Puzzles are another recent Turchi topic. They’re featured prominently in his new book, A Muse & a Maze: Writing as Puzzle, Mystery and Magic, which juxtaposes the author’s essays with a selection of artworks, quotes and inspirations. “The goal is to help people think about writing and reading in different ways,” says the author. “I collect images and ideas and, if it seems to me to make sense, I convey that to the reader.” Some of the puzzles included were composed specially for the book. Turchi will discuss A Muse & a Maze at Malaprop’s on Saturday, Nov. 22. Appropriately, the event involves sudoku cupcakes.
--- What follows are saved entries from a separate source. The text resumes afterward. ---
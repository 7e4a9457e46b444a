//! Application entry point for the `wsn-monitor` service.
//!
//! This binary orchestrates the full startup sequence for the live monitor,
//! including:
//! - Loading configuration from environment variables or `.env`
//! - Initializing structured logging/tracing
//! - Logging in to the WSN backend
//! - Loading the initial alert, node, threshold and topology snapshots
//! - Starting the push channel and the reconciler's push pump
//! - Periodically refetching the current alert page
//! - Binding the Axum HTTP server for the local read API
//!
//! # Environment Variables
//! - `API_URL` (**required**) – backend base URL
//! - `MONITOR_USERNAME` / `MONITOR_PASSWORD` (**required**) – credentials
//! - `MONITOR_LOG_LEVEL` (optional) – log verbosity (default: `debug`)
//! - `MONITOR_SPAN_EVENTS` (optional) – span event mode for tracing
//!
//! See `config.rs` for the remaining tunables.
use std::{env, net::SocketAddr, sync::Arc};

use anyhow::Result;
use dotenvy::dotenv;
use is_terminal::IsTerminal;
use tokio::sync::{mpsc, watch};
use tracing_subscriber::filter::EnvFilter;
use tracing_subscriber::fmt::format::FmtSpan;

use wsn_monitor::{
    config, routes, AlertFilter, HttpDataService, PushChannel, Reconciler, SessionState,
};

// ---

#[tokio::main]
async fn main() -> Result<()> {
    // ---
    init_tracing();
    dotenv().ok();

    let cfg = config::load_from_env()?;
    cfg.log_config();

    let service = Arc::new(HttpDataService::new(cfg.api_url.as_str(), cfg.request_timeout)?);
    service
        .login(&cfg.username, &cfg.password)
        .await
        .map_err(|e| anyhow::anyhow!("Failed to log in to '{}': {}", cfg.api_url, e))?;

    let reconciler = Arc::new(Reconciler::new(Arc::clone(&service), cfg.policy.clone()));

    // Initial snapshots. Failures are logged by the reconciler and the views
    // start out in their failed/empty state.
    let alerts = reconciler.load_alerts(AlertFilter::pending(), 0, cfg.page_size);
    let nodes = reconciler.load_nodes(0, cfg.page_size);
    let thresholds = reconciler.load_thresholds(0, cfg.page_size);
    let (_, _, _, topology) = tokio::join!(alerts, nodes, thresholds, reconciler.load_topology());
    if let Err(e) = topology {
        tracing::warn!("Initial topology fetch failed: {}", e);
    }

    // Push channel -> reconciler
    let (shutdown_tx, shutdown_rx) = watch::channel(false);
    let (events_tx, events_rx) = mpsc::channel(1024);

    let channel = PushChannel::new(
        cfg.push_url.clone(),
        cfg.push_reconnect_delay,
        cfg.push_keepalive,
    );
    tokio::spawn(channel.run(Arc::clone(&service), events_tx, shutdown_rx.clone()));

    let pump = Arc::clone(&reconciler);
    tokio::spawn(async move { pump.run_push_loop(events_rx).await });

    tokio::spawn(refetch_loop(
        Arc::clone(&reconciler),
        cfg.refetch_interval,
        shutdown_rx,
    ));

    // Session expiry stops the background tasks; the read API stays up and
    // reports the expired session.
    let mut revisions = reconciler.subscribe();
    let expiry_shutdown = shutdown_tx.clone();
    tokio::spawn(async move {
        while revisions.changed().await.is_ok() {
            let session = revisions.borrow().session;
            if session != SessionState::Active {
                tracing::error!("Session {:?}, stopping live updates", session);
                let _ = expiry_shutdown.send(true);
                break;
            }
        }
    });

    // Build app from routes gateway (EMBP)
    let app = routes::router(Arc::clone(&reconciler), cfg.page_size);

    let addr = SocketAddr::from(([0, 0, 0, 0], cfg.listen_port));
    tracing::info!("Listening on {}", addr);

    let listener = tokio::net::TcpListener::bind(addr).await?;
    axum::serve(listener, app)
        .with_graceful_shutdown(async {
            if let Err(e) = tokio::signal::ctrl_c().await {
                tracing::error!("Failed to listen for shutdown signal: {}", e);
            }
        })
        .await?;

    tracing::info!("Shutting down");
    let _ = shutdown_tx.send(true);
    service.logout().await;
    reconciler.teardown().await;

    Ok(())
}

// ---

/// Re-issue the current alert request on a fixed interval so optimistic
/// patches get reconciled against the server's truth.
async fn refetch_loop(
    reconciler: Arc<Reconciler<Arc<HttpDataService>>>,
    interval: std::time::Duration,
    mut shutdown: watch::Receiver<bool>,
) {
    // ---
    let mut ticker = tokio::time::interval(interval);
    ticker.tick().await;
    loop {
        tokio::select! {
            _ = ticker.tick() => {
                if let Some(outcome) = reconciler.refetch_alerts().await {
                    if let Some(e) = outcome.error() {
                        tracing::debug!("Alert refetch failed: {}", e);
                    }
                }
            }
            _ = shutdown.changed() => break,
        }
    }
}

/// Initialize the global tracing subscriber for structured logging.
///
/// This function configures the [`tracing_subscriber`] with:
/// - Log target, file, and line number output enabled
/// - Color output controlled by TTY detection and `FORCE_COLOR` env var:
///   - `FORCE_COLOR=1|true|yes`: force colors on
///   - `FORCE_COLOR=0|false|no`: force colors off
///   - unset or other values: auto-detect TTY
/// - Span event emission mode controlled by the `MONITOR_SPAN_EVENTS` env var:
///   - `"full"`       : emit ENTER, EXIT, and CLOSE events with timing
///   - `"enter_exit"` : emit ENTER and EXIT only
///   - unset or other values: emit CLOSE events only (default)
/// - Log level controlled by the `MONITOR_LOG_LEVEL` env var
///
/// This should be called once at application startup before any logging
/// or tracing macros are invoked.
fn init_tracing() {
    // ---
    let span_events = match env::var("MONITOR_SPAN_EVENTS").as_deref() {
        Ok("full") => FmtSpan::FULL,
        Ok("enter_exit") => FmtSpan::ENTER | FmtSpan::EXIT,
        _ => FmtSpan::CLOSE,
    };

    // Determine if we should use colors
    let use_color = match env::var("FORCE_COLOR").as_deref() {
        Ok("1") | Ok("true") | Ok("yes") => true,
        Ok("0") | Ok("false") | Ok("no") => false,
        _ => std::io::stdout().is_terminal(),
    };

    // Use RUST_LOG if available, otherwise fall back to MONITOR_LOG_LEVEL
    let env_filter = if env::var("RUST_LOG").is_ok() {
        EnvFilter::from_default_env()
    } else {
        let level = match env::var("MONITOR_LOG_LEVEL").ok().as_deref() {
            Some("trace") => "trace",
            Some("debug") => "debug",
            Some("info") => "info",
            Some("warn") => "warn",
            Some("error") => "error",
            _ => "debug",
        };
        EnvFilter::new(format!("{level},hyper=warn,reqwest=warn,tungstenite=warn"))
    };

    tracing_subscriber::fmt()
        .with_target(true)
        .with_file(true)
        .with_line_number(true)
        .with_span_events(span_events)
        .with_env_filter(env_filter)
        .with_ansi(use_color)
        .compact()
        .init();
}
“All of the material in the book began as lectures I gave at Warren Wilson,” says Turchi, who remains on the MFA program faculty. A few of the talks confused his students, who provided helpful feedback through the college’s evaluation system. “Then I got to really dig in, and usually I discovered a lot more by doing that,” Turchi says. “Trying to teach writing has certainly taught me a lot, because people naturally ask questions.” He also credits the faculty’s practice of attending one another’s lectures, because “you’re always talking to your peers.”

amuseamaze-cover-finalBut inspiration comes from those outside the writer’s wheelhouse, too. A Muse & a Maze quotes the likes of Jerry Seinfeld and Bruce Springsteen; it also explores the photography of Charles Ritchie, with whom Turchi has collaborated. “Other narrative forms, like film and plays, offer pretty direct inspiration,” the writer says. “Sometimes it can be an artist whose work doesn’t have any obvious relation to mine. … Just the very notion behind them sometimes can be helpful in making me think of some aspect of fiction in a different way.” For example, the visual art concept of creating a self-portrait using objects rather than a human figure led Turchi to think differently about presentation of character.
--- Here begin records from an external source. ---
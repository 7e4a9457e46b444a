use axum::{
    extract::{Path, Query, State},
    response::{IntoResponse, Response},
    routing::{get, put},
    Json, Router,
};
use serde::Deserialize;
use tracing::info;

use super::AppState;
use crate::models::{ThresholdForm, ThresholdId};
use crate::reconciler::LoadOutcome;
use crate::service::DataService;

// ---

pub fn router<S>() -> Router<AppState<S>>
where
    S: DataService + 'static,
{
    // ---
    Router::new()
        .route("/api/thresholds", get(list::<S>))
        .route("/api/thresholds/{id}", put(update::<S>))
}

#[derive(Debug, Deserialize)]
struct ThresholdsQuery {
    page: Option<u32>,
    size: Option<u32>,
}

async fn list<S: DataService>(
    Query(params): Query<ThresholdsQuery>,
    State(state): State<AppState<S>>,
) -> Response {
    // ---
    info!("GET /api/thresholds {:?}", params);
    let outcome = state
        .reconciler
        .load_thresholds(
            params.page.unwrap_or(0),
            params.size.unwrap_or(state.page_size),
        )
        .await;

    match outcome {
        LoadOutcome::Failed(e) => e.into_response(),
        _ => Json(state.reconciler.thresholds_view().await).into_response(),
    }
}

/// Out-of-order boundaries are rejected with 422 and per-field messages
/// before anything is sent upstream.
async fn update<S: DataService>(
    Path(threshold_id): Path<ThresholdId>,
    State(state): State<AppState<S>>,
    Json(form): Json<ThresholdForm>,
) -> Response {
    // ---
    info!("PUT /api/thresholds/{} {:?}", threshold_id, form);
    match state.reconciler.update_threshold(threshold_id, &form).await {
        Ok(threshold) => Json(threshold).into_response(),
        Err(e) => e.into_response(),
    }
}
//! Data models for the sensor network backend.
//!
//! Wire JSON is camelCase throughout. Forms carry their own local validation
//! so obviously bad input never costs a round trip.

use chrono::{DateTime, Utc};
use serde::{Deserialize, Serialize};

use crate::error::ApiError;

// ---

pub type NodeId = String;
pub type SensorId = String;
pub type AlertId = i64;
pub type LinkId = i64;
pub type ThresholdId = i64;
pub type UserId = i64;

/// One timestamped measurement. Identified by `(sensor_id, timestamp)`.
#[derive(Debug, Clone, PartialEq, Serialize, Deserialize)]
#[serde(rename_all = "camelCase")]
pub struct SensorReading {
    // ---
    pub sensor_id: SensorId,
    pub node_id: NodeId,
    pub value: f64,
    pub timestamp: DateTime<Utc>,
    /// Only used to pick a gauge scale.
    #[serde(default, skip_serializing_if = "Option::is_none")]
    pub sensor_type: Option<String>,
}

#[derive(Debug, Clone, Copy, PartialEq, Eq, PartialOrd, Ord, Serialize, Deserialize)]
#[serde(rename_all = "UPPERCASE")]
pub enum AlertLevel {
    #[serde(alias = "info")]
    Info,
    #[serde(alias = "warning")]
    Warning,
    #[serde(alias = "critical")]
    Critical,
}

#[derive(Debug, Clone, PartialEq, Serialize, Deserialize)]
#[serde(rename_all = "camelCase")]
pub struct Alert {
    // ---
    pub alert_id: AlertId,
    pub node_id: NodeId,
    pub sensor_id: SensorId,
    pub level: AlertLevel,
    pub message: String,
    pub timestamp: DateTime<Utc>,
    #[serde(default)]
    pub acknowledged: bool,
    #[serde(default)]
    pub acknowledged_by: Option<UserId>,
    #[serde(default)]
    pub acknowledged_at: Option<DateTime<Utc>>,
}

impl Alert {
    // ---
    /// `acknowledged` implies both `acknowledged_by` and `acknowledged_at`.
    pub fn is_consistent(&self) -> bool {
        !self.acknowledged || (self.acknowledged_by.is_some() && self.acknowledged_at.is_some())
    }

    /// Apply the one permitted transition, Pending -> Acknowledged.
    ///
    /// `confirmed` is the server's copy of the alert. Its attribution wins,
    /// falling back to `user_id` and `now` if the server omitted either.
    /// An alert that is already acknowledged is left untouched.
    pub fn mark_acknowledged(&mut self, confirmed: &Alert, user_id: UserId, now: DateTime<Utc>) {
        // ---
        if self.acknowledged {
            return;
        }
        self.acknowledged = true;
        self.acknowledged_by = Some(confirmed.acknowledged_by.unwrap_or(user_id));
        self.acknowledged_at = Some(confirmed.acknowledged_at.unwrap_or(now));
    }
}

#[derive(Debug, Clone, Copy, PartialEq, Eq, Serialize, Deserialize)]
#[serde(rename_all = "lowercase")]
pub enum NodeStatus {
    Active,
    Inactive,
    Maintenance,
}

#[derive(Debug, Clone, Copy, PartialEq, Serialize, Deserialize)]
pub struct Coordinates {
    pub latitude: f64,
    pub longitude: f64,
}

#[derive(Debug, Clone, PartialEq, Serialize, Deserialize)]
#[serde(rename_all = "camelCase")]
pub struct SensorNode {
    // ---
    pub node_id: NodeId,
    pub name: String,
    pub location: String,
    #[serde(default)]
    pub coordinates: Option<Coordinates>,
    pub status: NodeStatus,
    pub last_heartbeat: Option<DateTime<Utc>>,
}

/// A reported signal relationship between two nodes. Undirected by
/// convention.
#[derive(Debug, Clone, PartialEq, Serialize, Deserialize)]
#[serde(rename_all = "camelCase")]
pub struct NetworkLink {
    // ---
    pub link_id: LinkId,
    pub source_node_id: NodeId,
    pub target_node_id: NodeId,
    /// 0..=100
    pub signal_strength: u8,
    pub last_updated: DateTime<Utc>,
}

#[derive(Debug, Clone, PartialEq, Serialize, Deserialize)]
#[serde(rename_all = "camelCase")]
pub struct Threshold {
    // ---
    pub threshold_id: ThresholdId,
    pub sensor_type: String,
    pub info: f64,
    pub warning: f64,
    pub danger: f64,
    #[serde(default)]
    pub unit: Option<String>,
}

/// Snapshot result of a paginated listing. `content` keeps server order.
#[derive(Debug, Clone, PartialEq, Serialize, Deserialize)]
#[serde(rename_all = "camelCase")]
pub struct Page<T> {
    // ---
    pub content: Vec<T>,
    pub total_elements: u64,
    pub total_pages: u32,
    #[serde(alias = "number")]
    pub page: u32,
    pub size: u32,
}

// ---

#[derive(Debug, Clone, PartialEq, Serialize, Deserialize)]
#[serde(rename_all = "camelCase")]
pub struct NodeForm {
    pub name: String,
    pub location: String,
    #[serde(default, skip_serializing_if = "Option::is_none")]
    pub coordinates: Option<Coordinates>,
    pub status: NodeStatus,
}

impl NodeForm {
    pub fn validate(&self) -> Result<(), ApiError> {
        // ---
        let mut fields = Vec::new();
        if self.name.trim().is_empty() {
            fields.push(("name".to_string(), "name is required".to_string()));
        }
        if self.location.trim().is_empty() {
            fields.push(("location".to_string(), "location is required".to_string()));
        }
        if fields.is_empty() {
            Ok(())
        } else {
            Err(ApiError::validation("invalid node", fields))
        }
    }
}

/// Threshold boundaries. Must be strictly ordered `info < warning < danger`.
#[derive(Debug, Clone, Copy, PartialEq, Serialize, Deserialize)]
pub struct ThresholdForm {
    pub info: f64,
    pub warning: f64,
    pub danger: f64,
}

impl ThresholdForm {
    pub fn validate(&self) -> Result<(), ApiError> {
        // ---
        let mut fields = Vec::new();
        for (name, v) in [
            ("info", self.info),
            ("warning", self.warning),
            ("danger", self.danger),
        ] {
            if !v.is_finite() {
                fields.push((name.to_string(), format!("{name} must be a finite number")));
            }
        }
        if fields.is_empty() {
            if self.warning <= self.info {
                fields.push((
                    "warning".to_string(),
                    "warning must be greater than info".to_string(),
                ));
            }
            if self.danger <= self.warning {
                fields.push((
                    "danger".to_string(),
                    "danger must be greater than warning".to_string(),
                ));
            }
        }
        if fields.is_empty() {
            Ok(())
        } else {
            Err(ApiError::validation("thresholds out of order", fields))
        }
    }
}

#[derive(Debug, Clone, PartialEq, Serialize, Deserialize)]
#[serde(rename_all = "camelCase")]
pub struct LinkForm {
    pub source_node_id: NodeId,
    pub target_node_id: NodeId,
    pub signal_strength: u8,
}

impl LinkForm {
    pub fn validate(&self) -> Result<(), ApiError> {
        // ---
        let mut fields = Vec::new();
        if self.source_node_id == self.target_node_id {
            fields.push((
                "targetNodeId".to_string(),
                "a link needs two distinct nodes".to_string(),
            ));
        }
        if self.signal_strength > 100 {
            fields.push((
                "signalStrength".to_string(),
                "signal strength must be between 0 and 100".to_string(),
            ));
        }
        if fields.is_empty() {
            Ok(())
        } else {
            Err(ApiError::validation("invalid link", fields))
        }
    }
}
//! Push Channel client.
//!
//! One WebSocket connection per authenticated session. Inbound text frames
//! are JSON envelopes `{"type": "reading"|"alert"|"topology", "payload": ...}`
//! and are forwarded, decoded, to the reconciler. The channel gives no
//! delivery or replay guarantee, so after a drop we simply reconnect and let
//! the reconciler's idempotent merges absorb duplicates.

use std::future::Future;
use std::sync::Arc;
use std::time::Duration;

use futures_util::{SinkExt, StreamExt};
use serde::{Deserialize, Serialize};
use thiserror::Error;
use tokio::sync::{mpsc, watch};
use tokio_tungstenite::{connect_async, tungstenite::Message};
use tracing::{debug, error, info, warn};
use url::Url;

use crate::models::{Alert, NetworkLink, SensorReading};
use crate::service::HttpDataService;

// ---

/// Typed inbound push message.
#[derive(Debug, Clone, PartialEq, Serialize, Deserialize)]
#[serde(tag = "type", content = "payload", rename_all = "lowercase")]
pub enum PushEvent {
    Reading(SensorReading),
    Alert(Alert),
    /// Full link set. Topology pushes are snapshots, not deltas.
    Topology(Vec<NetworkLink>),
}

impl PushEvent {
    pub fn decode(text: &str) -> Result<Self, serde_json::Error> {
        serde_json::from_str(text)
    }
}

#[derive(Debug, Error)]
pub enum PushError {
    #[error("websocket error: {0}")]
    Socket(#[from] tokio_tungstenite::tungstenite::Error),

    #[error("event receiver closed")]
    ReceiverClosed,
}

/// Where the channel gets the bearer token it connects with.
pub trait TokenSource: Send + Sync {
    /// `None` once the session is gone.
    fn access_token(&self) -> impl Future<Output = Option<String>> + Send;
}

impl TokenSource for HttpDataService {
    async fn access_token(&self) -> Option<String> {
        HttpDataService::access_token(self).await
    }
}

/// How a single connection ended.
enum SessionEnd {
    Closed,
    Shutdown,
}

pub struct PushChannel {
    // ---
    url: Url,
    reconnect_delay: Duration,
    keepalive: Duration,
}

impl PushChannel {
    // ---
    pub fn new(url: Url, reconnect_delay: Duration, keepalive: Duration) -> Self {
        Self {
            url,
            reconnect_delay,
            keepalive,
        }
    }

    /// Connect, forward events, reconnect on failure.
    ///
    /// Stops when `shutdown` flips to `true` (or its sender is dropped), when
    /// the session has no access token left, or when `events` is closed.
    pub async fn run<T: TokenSource>(
        self,
        tokens: Arc<T>,
        events: mpsc::Sender<PushEvent>,
        mut shutdown: watch::Receiver<bool>,
    ) {
        // ---
        loop {
            if *shutdown.borrow() {
                break;
            }

            let Some(token) = tokens.access_token().await else {
                info!("No active session, push channel stopping");
                break;
            };
            let mut url = self.url.clone();
            url.query_pairs_mut().append_pair("token", &token);

            match self.connection(&url, &events, &mut shutdown).await {
                Ok(SessionEnd::Shutdown) => break,
                Ok(SessionEnd::Closed) => info!("Push channel closed by server"),
                Err(PushError::ReceiverClosed) => {
                    debug!("Push event receiver dropped, stopping");
                    break;
                }
                Err(e) => warn!("Push channel error: {}", e),
            }

            debug!("Reconnecting push channel in {:?}", self.reconnect_delay);
            tokio::select! {
                _ = tokio::time::sleep(self.reconnect_delay) => {}
                _ = shutdown.changed() => break,
            }
        }
        info!("Push channel stopped");
    }

    async fn connection(
        &self,
        url: &Url,
        events: &mpsc::Sender<PushEvent>,
        shutdown: &mut watch::Receiver<bool>,
    ) -> Result<SessionEnd, PushError> {
        // ---
        let (ws_stream, _) = connect_async(url.as_str()).await?;
        info!("Push channel connected to {}", self.url);
        let (mut ws_sender, mut ws_receiver) = ws_stream.split();

        let mut keepalive = tokio::time::interval(self.keepalive);
        keepalive.tick().await;

        loop {
            tokio::select! {
                msg = ws_receiver.next() => match msg {
                    Some(Ok(Message::Text(text))) => forward(&text, events).await?,
                    Some(Ok(Message::Close(_))) | None => return Ok(SessionEnd::Closed),
                    Some(Ok(_)) => {}
                    Some(Err(e)) => return Err(e.into()),
                },
                _ = keepalive.tick() => {
                    ws_sender.send(Message::Ping(Vec::new())).await?;
                }
                _ = shutdown.changed() => {
                    if let Err(e) = ws_sender.send(Message::Close(None)).await {
                        debug!("Close frame not sent: {}", e);
                    }
                    return Ok(SessionEnd::Shutdown);
                }
            }
        }
    }
}

/// Decode one frame and hand it to the reconciler. Malformed frames are
/// logged and dropped.
async fn forward(text: &str, events: &mpsc::Sender<PushEvent>) -> Result<(), PushError> {
    // ---
    match PushEvent::decode(text) {
        Ok(event) => events
            .send(event)
            .await
            .map_err(|_| PushError::ReceiverClosed),
        Err(e) => {
            error!("Dropping malformed push frame: {} - Raw frame: {}", e, text);
            Ok(())
        }
    }
}

#[cfg(test)]
mod tests {
    // ---
    use super::*;

    #[test]
    fn test_decode_reading() {
        // ---
        let text = r#"{"type":"reading","payload":{"sensorId":"temp-1","nodeId":"node-1","value":21.5,"timestamp":"2025-03-26T18:45:00Z"}}"#;
        match PushEvent::decode(text).unwrap() {
            PushEvent::Reading(r) => {
                assert_eq!(r.sensor_id, "temp-1");
                assert_eq!(r.value, 21.5);
                assert!(r.sensor_type.is_none());
            }
            other => panic!("expected reading, got {other:?}"),
        }
    }

    #[test]
    fn test_decode_topology() {
        // ---
        let text = r#"{"type":"topology","payload":[
            {"linkId":1,"sourceNodeId":"a","targetNodeId":"b","signalStrength":80,"lastUpdated":"2025-03-26T18:45:00Z"},
            {"linkId":2,"sourceNodeId":"b","targetNodeId":"c","signalStrength":35,"lastUpdated":"2025-03-26T18:45:00Z"}
        ]}"#;
        match PushEvent::decode(text).unwrap() {
            PushEvent::Topology(links) => assert_eq!(links.len(), 2),
            other => panic!("expected topology, got {other:?}"),
        }
    }

    #[test]
    fn test_decode_rejects_unknown_type() {
        // ---
        assert!(PushEvent::decode(r#"{"type":"heartbeat","payload":{}}"#).is_err());
        assert!(PushEvent::decode("not json").is_err());
    }

    #[tokio::test]
    async fn test_forward_skips_malformed_frames() {
        // ---
        let (tx, mut rx) = mpsc::channel(4);
        forward("garbage", &tx).await.unwrap();
        forward(
            r#"{"type":"alert","payload":{"alertId":1,"nodeId":"n","sensorId":"s","level":"INFO","message":"m","timestamp":"2025-03-26T18:45:00Z"}}"#,
            &tx,
        )
        .await
        .unwrap();
        drop(tx);

        let first = rx.recv().await.unwrap();
        assert!(matches!(first, PushEvent::Alert(ref a) if a.alert_id == 1));
        assert!(rx.recv().await.is_none());
    }

    #[tokio::test]
    async fn test_forward_reports_closed_receiver() {
        // ---
        let (tx, rx) = mpsc::channel(1);
        drop(rx);
        let text = r#"{"type":"topology","payload":[]}"#;
        assert!(matches!(
            forward(text, &tx).await,
            Err(PushError::ReceiverClosed)
        ));
    }
}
He adds, “It was fun to get artists to talk to me and hear how they thought about objects, and then to think about how writers can or should give that kind of attention to the world around them.”

Not every writer thrills at the chance to put their craft under a microscope, though. To write about writing is like pondering the mechanics of sleep — there’s no surer way to stay awake. According to Turchi, short story writer Deborah Eisenberg “prefers not to think too much about how she does what she does. It’s not that she doesn’t think about the work intently, but she doesn’t think about how she creates it,” he says.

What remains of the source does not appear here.